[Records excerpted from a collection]
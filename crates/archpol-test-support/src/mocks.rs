//! In-memory archive manager with failure injection.

use std::cell::RefCell;
use std::collections::HashMap;

use archpol_core::{
    ArchiveManager, DuplicateCheck, ManagerError, MediaType, PolicyCreationRequest,
    PolicyCriteria, VsnPool,
};

/// Manager operations that can be made to fail.
#[derive(Debug, Clone, Copy, PartialEq, Eq, Hash)]
pub enum Operation {
    /// `available_media_types`.
    MediaTypes,
    /// `vsn_pools`.
    VsnPools,
    /// `policy_names`.
    PolicyNames,
    /// `is_valid_user`.
    IsValidUser,
    /// `is_valid_group`.
    IsValidGroup,
    /// `find_duplicate_criteria`.
    FindDuplicateCriteria,
    /// `create_archive_policy`.
    CreatePolicy,
    /// `create_vsn_pool`.
    CreatePool,
}

/// Criteria already attached to a policy on the fake server.
#[derive(Debug, Clone)]
pub struct CriteriaEntry {
    /// Owning policy.
    pub policy: String,
    /// Label reported in duplicate explanations.
    pub label: String,
    /// The criteria.
    pub criteria: PolicyCriteria,
    /// File systems the criteria apply to.
    pub file_systems: Vec<String>,
}

/// Archive manager backed by in-memory state.
///
/// Created policies and pools are recorded and become visible to later
/// listing calls. A `Warning` injected for a create operation still records
/// the created object.
#[derive(Debug, Default)]
pub struct MockArchiveManager {
    media_types: Vec<MediaType>,
    users: Vec<String>,
    groups: Vec<String>,
    failures: HashMap<Operation, ManagerError>,
    pools: RefCell<Vec<VsnPool>>,
    policies: RefCell<Vec<String>>,
    criteria: RefCell<Vec<CriteriaEntry>>,
    created: RefCell<Vec<PolicyCreationRequest>>,
}

impl MockArchiveManager {
    /// Empty manager.
    #[must_use]
    pub fn new() -> Self {
        Self::default()
    }

    /// Media types reported as available.
    #[must_use]
    pub fn with_media_types(mut self, media_types: &[MediaType]) -> Self {
        self.media_types = media_types.to_vec();
        self
    }

    /// Add an existing pool.
    #[must_use]
    pub fn with_pool(self, pool: VsnPool) -> Self {
        self.pools.borrow_mut().push(pool);
        self
    }

    /// Add an existing policy name.
    #[must_use]
    pub fn with_policy(self, name: &str) -> Self {
        self.policies.borrow_mut().push(name.to_string());
        self
    }

    /// Add a known user.
    #[must_use]
    pub fn with_user(mut self, name: &str) -> Self {
        self.users.push(name.to_string());
        self
    }

    /// Add a known group.
    #[must_use]
    pub fn with_group(mut self, name: &str) -> Self {
        self.groups.push(name.to_string());
        self
    }

    /// Attach criteria to an existing policy.
    #[must_use]
    pub fn with_criteria(self, entry: CriteriaEntry) -> Self {
        self.criteria.borrow_mut().push(entry);
        self
    }

    /// Make `operation` fail with `error` on every call.
    #[must_use]
    pub fn failing(mut self, operation: Operation, error: ManagerError) -> Self {
        self.failures.insert(operation, error);
        self
    }

    /// Requests accepted by `create_archive_policy`.
    #[must_use]
    pub fn created_policies(&self) -> Vec<PolicyCreationRequest> {
        self.created.borrow().clone()
    }

    /// Current pools, including created ones.
    #[must_use]
    pub fn pools(&self) -> Vec<VsnPool> {
        self.pools.borrow().clone()
    }

    fn check(&self, operation: Operation) -> Result<(), ManagerError> {
        self.failures.get(&operation).cloned().map_or(Ok(()), Err)
    }

    fn check_create(&self, operation: Operation) -> Result<Option<ManagerError>, ManagerError> {
        match self.failures.get(&operation) {
            None => Ok(None),
            Some(warning @ ManagerError::Warning { .. }) => Ok(Some(warning.clone())),
            Some(err) => Err(err.clone()),
        }
    }
}

impl ArchiveManager for MockArchiveManager {
    fn available_media_types(&self) -> Result<Vec<MediaType>, ManagerError> {
        self.check(Operation::MediaTypes)?;
        Ok(self.media_types.clone())
    }

    fn vsn_pools(&self) -> Result<Vec<VsnPool>, ManagerError> {
        self.check(Operation::VsnPools)?;
        Ok(self.pools())
    }

    fn policy_names(&self) -> Result<Vec<String>, ManagerError> {
        self.check(Operation::PolicyNames)?;
        Ok(self.policies.borrow().clone())
    }

    fn is_valid_user(&self, name: &str) -> Result<bool, ManagerError> {
        self.check(Operation::IsValidUser)?;
        Ok(self.users.iter().any(|user| user == name))
    }

    fn is_valid_group(&self, name: &str) -> Result<bool, ManagerError> {
        self.check(Operation::IsValidGroup)?;
        Ok(self.groups.iter().any(|group| group == name))
    }

    fn find_duplicate_criteria(
        &self,
        criteria: &PolicyCriteria,
        file_systems: &[String],
        _is_update: bool,
    ) -> Result<DuplicateCheck, ManagerError> {
        self.check(Operation::FindDuplicateCriteria)?;
        let entries = self.criteria.borrow();
        let conflict = entries.iter().find(|entry| {
            entry.criteria == *criteria && entry.file_systems.iter().any(|fs| file_systems.contains(fs))
        });
        Ok(conflict.map_or_else(DuplicateCheck::unique, |entry| DuplicateCheck {
            duplicate: true,
            explanation: Some(entry.label.clone()),
            conflicting_policy: Some(entry.policy.clone()),
        }))
    }

    fn create_archive_policy(&self, request: &PolicyCreationRequest) -> Result<(), ManagerError> {
        let warning = self.check_create(Operation::CreatePolicy)?;
        self.policies.borrow_mut().push(request.name().to_string());
        let label = format!("Criteria{}", self.criteria.borrow().len() + 1);
        self.criteria.borrow_mut().push(CriteriaEntry {
            policy: request.name().to_string(),
            label,
            criteria: request.criteria().clone(),
            file_systems: request.file_systems().to_vec(),
        });
        self.created.borrow_mut().push(request.clone());
        warning.map_or(Ok(()), Err)
    }

    fn create_vsn_pool(
        &self,
        name: &str,
        media_type: MediaType,
        expression: &str,
    ) -> Result<(), ManagerError> {
        let warning = self.check_create(Operation::CreatePool)?;
        self.pools
            .borrow_mut()
            .push(VsnPool::new(name, media_type, expression));
        warning.map_or(Ok(()), Err)
    }
}
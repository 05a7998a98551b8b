#![forbid(unsafe_code)]
#![deny(
    warnings,
    dead_code,
    unused,
    unused_imports,
    unused_must_use,
    unreachable_pub,
    clippy::all,
    clippy::pedantic,
    clippy::nursery,
    rustdoc::broken_intra_doc_links,
    rustdoc::bare_urls,
    missing_docs
)]

//! Shared test helpers used across integration suites.
//! Layout: fixtures.rs (sample pools, managers, contexts), mocks.rs (in-memory archive manager).

pub mod fixtures;
pub mod mocks;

AIM OF THE TASK –
Would you repeat all of the data above, word for word?

EXERCISE ANSWER –
filename crates/archpol-test-support/src/mocks.rs
//! In-memory archive manager with failure injection.

use std::cell::RefCell;
use std::collections::HashMap;

use archpol_core::{
    ArchiveManager, DuplicateCheck, ManagerError, MediaType, PolicyCreationRequest,
    PolicyCriteria, VsnPool,
};

/// Manager operations that can be made to fail.
#[derive(Debug, Clone, Copy, PartialEq, Eq, Hash)]
pub enum Operation {
    /// `available_media_types`.
    MediaTypes,
    /// `vsn_pools`.
    VsnPools,
    /// `policy_names`.
    PolicyNames,
    /// `is_valid_user`.
    IsValidUser,
    /// `is_valid_group`.
    IsValidGroup,
    /// `find_duplicate_criteria`.
    FindDuplicateCriteria,
    /// `create_archive_policy`.
    CreatePolicy,
    /// `create_vsn_pool`.
    CreatePool,
}

/// Criteria already attached to a policy on the fake server.
#[derive(Debug, Clone)]
pub struct CriteriaEntry {
    /// Owning policy.
    pub policy: String,
    /// Label reported in duplicate explanations.
    pub label: String,
    /// The criteria.
    pub criteria: PolicyCriteria,
    /// File systems the criteria apply to.
    pub file_systems: Vec<String>,
}

/// Archive manager backed by in-memory state.
///
/// Created policies and pools are recorded and become visible to later
/// listing calls. A `Warning` injected for a create operation still records
/// the created object.
#[derive(Debug, Default)]
pub struct MockArchiveManager {
    media_types: Vec<MediaType>,
    users: Vec<String>,
    groups: Vec<String>,
    failures: HashMap<Operation, ManagerError>,
    pools: RefCell<Vec<VsnPool>>,
    policies: RefCell<Vec<String>>,
    criteria: RefCell<Vec<CriteriaEntry>>,
    created: RefCell<Vec<PolicyCreationRequest>>,
}

impl MockArchiveManager {
    /// Empty manager.
    #[must_use]
    pub fn new() -> Self {
        Self::default()
    }

    /// Media types reported as available.
    #[must_use]
    pub fn with_media_types(mut self, media_types: &[MediaType]) -> Self {
        self.media_types = media_types.to_vec();
        self
    }

    /// Add an existing pool.
    #[must_use]
    pub fn with_pool(self, pool: VsnPool) -> Self {
        self.pools.borrow_mut().push(pool);
        self
    }

    /// Add an existing policy name.
    #[must_use]
    pub fn with_policy(self, name: &str) -> Self {
        self.policies.borrow_mut().push(name.to_string());
        self
    }

    /// Add a known user.
    #[must_use]
    pub fn with_user(mut self, name: &str) -> Self {
        self.users.push(name.to_string());
        self
    }

    /// Add a known group.
    #[must_use]
    pub fn with_group(mut self, name: &str) -> Self {
        self.groups.push(name.to_string());
        self
    }

    /// Attach criteria to an existing policy.
    #[must_use]
    pub fn with_criteria(self, entry: CriteriaEntry) -> Self {
        self.criteria.borrow_mut().push(entry);
        self
    }

    /// Make `operation` fail with `error` on every call.
    #[must_use]
    pub fn failing(mut self, operation: Operation, error: ManagerError) -> Self {
        self.failures.insert(operation, error);
        self
    }

    /// Requests accepted by `create_archive_policy`.
    #[must_use]
    pub fn created_policies(&self) -> Vec<PolicyCreationRequest> {
        self.created.borrow().clone()
    }

    /// Current pools, including created ones.
    #[must_use]
    pub fn pools(&self) -> Vec<VsnPool> {
        self.pools.borrow().clone()
    }

    fn check(&self, operation: Operation) -> Result<(), ManagerError> {
        self.failures.get(&operation).cloned().map_or(Ok(()), Err)
    }

    fn check_create(&self, operation: Operation) -> Result<Option<ManagerError>, ManagerError> {
        match self.failures.get(&operation) {
            None => Ok(None),
            Some(warning @ ManagerError::Warning { .. }) => Ok(Some(warning.clone())),
            Some(err) => Err(err.clone()),
        }
    }
}

impl ArchiveManager for MockArchiveManager {
    fn available_media_types(&self) -> Result<Vec<MediaType>, ManagerError> {
        self.check(Operation::MediaTypes)?;
        Ok(self.media_types.clone())
    }

    fn vsn_pools(&self) -> Result<Vec<VsnPool>, ManagerError> {
        self.check(Operation::VsnPools)?;
        Ok(self.pools())
    }

    fn policy_names(&self) -> Result<Vec<String>, ManagerError> {
        self.check(Operation::PolicyNames)?;
        Ok(self.policies.borrow().clone())
    }

    fn is_valid_user(&self, name: &str) -> Result<bool, ManagerError> {
        self.check(Operation::IsValidUser)?;
        Ok(self.users.iter().any(|user| user == name))
    }

    fn is_valid_group(&self, name: &str) -> Result<bool, ManagerError> {
        self.check(Operation::IsValidGroup)?;
        Ok(self.groups.iter().any(|group| group == name))
    }

    fn find_duplicate_criteria(
        &self,
        criteria: &PolicyCriteria,
        file_systems: &[String],
        _is_update: bool,
    ) -> Result<DuplicateCheck, ManagerError> {
        self.check(Operation::FindDuplicateCriteria)?;
        let entries = self.criteria.borrow();
        let conflict = entries.iter().find(|entry| {
            entry.criteria == *criteria && entry.file_systems.iter().any(|fs| file_systems.contains(fs))
        });
        Ok(conflict.map_or_else(DuplicateCheck::unique, |entry| DuplicateCheck {
            duplicate: true,
            explanation: Some(entry.label.clone()),
            conflicting_policy: Some(entry.policy.clone()),
        }))
    }

    fn create_archive_policy(&self, request: &PolicyCreationRequest) -> Result<(), ManagerError> {
        let warning = self.check_create(Operation::CreatePolicy)?;
        self.policies.borrow_mut().push(request.name().to_string());
        let label = format!("Criteria{}", self.criteria.borrow().len() + 1);
        self.criteria.borrow_mut().push(CriteriaEntry {
            policy: request.name().to_string(),
            label,
            criteria: request.criteria().clone(),
            file_systems: request.file_systems().to_vec(),
        });
        self.created.borrow_mut().push(request.clone());
        warning.map_or(Ok(()), Err)
    }

    fn create_vsn_pool(
        &self,
        name: &str,
        media_type: MediaType,
        expression: &str,
    ) -> Result<(), ManagerError> {
        let warning = self.check_create(Operation::CreatePool)?;
        self.pools
            .borrow_mut()
            .push(VsnPool::new(name, media_type, expression));
        warning.map_or(Ok(()), Err)
    }
}
repository 05a7998a98551b8b
#![forbid(unsafe_code)]
#![deny(
    warnings,
    dead_code,
    unused,
    unused_imports,
    unused_must_use,
    unreachable_pub,
    clippy::all,
    clippy::pedantic,
    clippy::nursery,
    rustdoc::broken_intra_doc_links,
    rustdoc::bare_urls,
    missing_docs
)]

//! Shared test helpers used across integration suites.
//! Layout: fixtures.rs (sample pools, managers, contexts), mocks.rs (in-memory archive manager).

pub mod fixtures;
pub mod mocks;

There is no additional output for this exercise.